*** Block opens ***
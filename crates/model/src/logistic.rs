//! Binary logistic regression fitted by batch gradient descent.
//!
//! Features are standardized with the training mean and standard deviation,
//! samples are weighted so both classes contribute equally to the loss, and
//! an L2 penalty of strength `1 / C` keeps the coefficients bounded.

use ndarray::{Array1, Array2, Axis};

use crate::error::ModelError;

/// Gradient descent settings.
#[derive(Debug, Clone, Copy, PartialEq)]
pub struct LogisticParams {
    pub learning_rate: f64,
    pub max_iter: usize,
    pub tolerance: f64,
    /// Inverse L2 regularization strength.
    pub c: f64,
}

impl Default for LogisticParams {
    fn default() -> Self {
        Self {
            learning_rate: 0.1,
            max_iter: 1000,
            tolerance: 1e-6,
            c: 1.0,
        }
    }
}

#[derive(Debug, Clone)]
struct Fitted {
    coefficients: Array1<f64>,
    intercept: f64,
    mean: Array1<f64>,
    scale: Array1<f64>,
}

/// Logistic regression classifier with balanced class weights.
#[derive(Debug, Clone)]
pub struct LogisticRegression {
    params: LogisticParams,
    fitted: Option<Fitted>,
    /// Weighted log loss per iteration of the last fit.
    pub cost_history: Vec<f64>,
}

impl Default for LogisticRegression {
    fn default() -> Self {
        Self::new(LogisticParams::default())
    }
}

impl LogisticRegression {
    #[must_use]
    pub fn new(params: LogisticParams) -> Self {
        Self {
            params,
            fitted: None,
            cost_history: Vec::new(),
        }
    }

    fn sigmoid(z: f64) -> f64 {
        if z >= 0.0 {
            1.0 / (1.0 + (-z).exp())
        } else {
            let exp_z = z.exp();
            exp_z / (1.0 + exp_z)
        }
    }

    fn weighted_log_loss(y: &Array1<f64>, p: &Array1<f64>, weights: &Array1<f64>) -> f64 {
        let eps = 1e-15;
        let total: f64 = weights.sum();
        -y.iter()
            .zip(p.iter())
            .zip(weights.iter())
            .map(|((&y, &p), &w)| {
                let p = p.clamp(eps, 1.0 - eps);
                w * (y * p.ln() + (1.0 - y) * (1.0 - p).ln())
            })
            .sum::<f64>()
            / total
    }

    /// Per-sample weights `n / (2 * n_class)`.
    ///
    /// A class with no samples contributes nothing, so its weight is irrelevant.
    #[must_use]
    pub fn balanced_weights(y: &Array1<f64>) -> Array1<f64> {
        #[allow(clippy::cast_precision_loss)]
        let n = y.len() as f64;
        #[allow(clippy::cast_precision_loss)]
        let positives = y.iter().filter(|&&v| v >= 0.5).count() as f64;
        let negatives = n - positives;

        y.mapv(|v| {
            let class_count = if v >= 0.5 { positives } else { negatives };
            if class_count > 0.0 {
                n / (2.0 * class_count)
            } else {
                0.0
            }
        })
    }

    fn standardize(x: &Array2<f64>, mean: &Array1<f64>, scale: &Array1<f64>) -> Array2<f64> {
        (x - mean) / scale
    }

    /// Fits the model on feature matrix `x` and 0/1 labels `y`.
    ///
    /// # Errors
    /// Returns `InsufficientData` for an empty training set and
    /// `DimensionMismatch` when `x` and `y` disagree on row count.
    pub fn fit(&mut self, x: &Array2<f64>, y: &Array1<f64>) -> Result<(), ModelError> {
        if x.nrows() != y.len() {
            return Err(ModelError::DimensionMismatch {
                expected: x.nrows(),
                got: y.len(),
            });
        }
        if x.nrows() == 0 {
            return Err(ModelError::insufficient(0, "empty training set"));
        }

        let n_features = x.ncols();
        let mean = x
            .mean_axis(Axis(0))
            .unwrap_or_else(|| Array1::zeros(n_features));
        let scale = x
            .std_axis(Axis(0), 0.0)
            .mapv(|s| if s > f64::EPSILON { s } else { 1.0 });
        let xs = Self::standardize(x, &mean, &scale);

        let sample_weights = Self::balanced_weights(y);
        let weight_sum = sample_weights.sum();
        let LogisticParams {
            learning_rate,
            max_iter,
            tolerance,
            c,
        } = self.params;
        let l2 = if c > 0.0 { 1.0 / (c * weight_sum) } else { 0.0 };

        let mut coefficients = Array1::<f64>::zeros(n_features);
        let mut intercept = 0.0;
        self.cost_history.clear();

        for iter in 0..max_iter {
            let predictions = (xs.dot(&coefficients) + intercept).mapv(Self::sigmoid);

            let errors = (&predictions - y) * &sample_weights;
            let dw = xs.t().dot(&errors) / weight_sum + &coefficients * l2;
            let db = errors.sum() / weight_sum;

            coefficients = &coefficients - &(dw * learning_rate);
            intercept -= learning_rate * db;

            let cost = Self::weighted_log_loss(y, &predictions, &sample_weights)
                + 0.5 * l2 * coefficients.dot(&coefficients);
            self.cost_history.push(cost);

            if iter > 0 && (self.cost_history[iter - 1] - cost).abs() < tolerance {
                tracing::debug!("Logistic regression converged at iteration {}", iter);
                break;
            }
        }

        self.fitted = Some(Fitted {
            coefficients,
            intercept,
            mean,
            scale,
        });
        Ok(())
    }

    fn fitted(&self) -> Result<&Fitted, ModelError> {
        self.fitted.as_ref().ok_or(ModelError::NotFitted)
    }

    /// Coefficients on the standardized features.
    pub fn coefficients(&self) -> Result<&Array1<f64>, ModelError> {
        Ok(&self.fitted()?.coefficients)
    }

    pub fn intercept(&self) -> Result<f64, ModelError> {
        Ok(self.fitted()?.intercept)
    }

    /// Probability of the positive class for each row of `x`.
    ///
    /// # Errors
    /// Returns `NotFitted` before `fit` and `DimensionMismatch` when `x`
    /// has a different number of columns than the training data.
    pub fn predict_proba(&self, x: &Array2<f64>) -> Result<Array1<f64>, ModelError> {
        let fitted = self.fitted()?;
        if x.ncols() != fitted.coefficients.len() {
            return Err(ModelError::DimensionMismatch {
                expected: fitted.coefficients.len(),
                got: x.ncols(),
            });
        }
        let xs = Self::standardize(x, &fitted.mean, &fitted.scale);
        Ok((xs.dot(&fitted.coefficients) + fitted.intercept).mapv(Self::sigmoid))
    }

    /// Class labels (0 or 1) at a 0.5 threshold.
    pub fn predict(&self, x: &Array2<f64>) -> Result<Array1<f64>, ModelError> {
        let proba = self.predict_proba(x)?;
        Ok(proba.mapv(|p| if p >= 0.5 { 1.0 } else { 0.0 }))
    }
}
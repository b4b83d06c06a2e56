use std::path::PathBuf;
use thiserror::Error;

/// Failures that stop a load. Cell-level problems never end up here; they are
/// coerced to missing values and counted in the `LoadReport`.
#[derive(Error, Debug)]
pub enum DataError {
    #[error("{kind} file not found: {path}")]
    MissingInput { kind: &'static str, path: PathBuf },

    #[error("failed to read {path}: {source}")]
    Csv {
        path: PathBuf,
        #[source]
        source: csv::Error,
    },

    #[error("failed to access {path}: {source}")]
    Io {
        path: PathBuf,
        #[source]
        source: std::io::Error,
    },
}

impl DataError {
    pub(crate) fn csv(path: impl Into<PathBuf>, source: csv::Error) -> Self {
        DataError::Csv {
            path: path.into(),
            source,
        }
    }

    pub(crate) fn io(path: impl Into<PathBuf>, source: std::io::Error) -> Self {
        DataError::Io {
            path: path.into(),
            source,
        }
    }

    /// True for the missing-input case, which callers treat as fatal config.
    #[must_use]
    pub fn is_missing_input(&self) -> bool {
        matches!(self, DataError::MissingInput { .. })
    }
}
*** Block closes ***
• [Your task]: From the data above, show each line that contains "negatives".

• [Task response]:
        let negatives = n - positives;
            let class_count = if v >= 0.5 { positives } else { negatives };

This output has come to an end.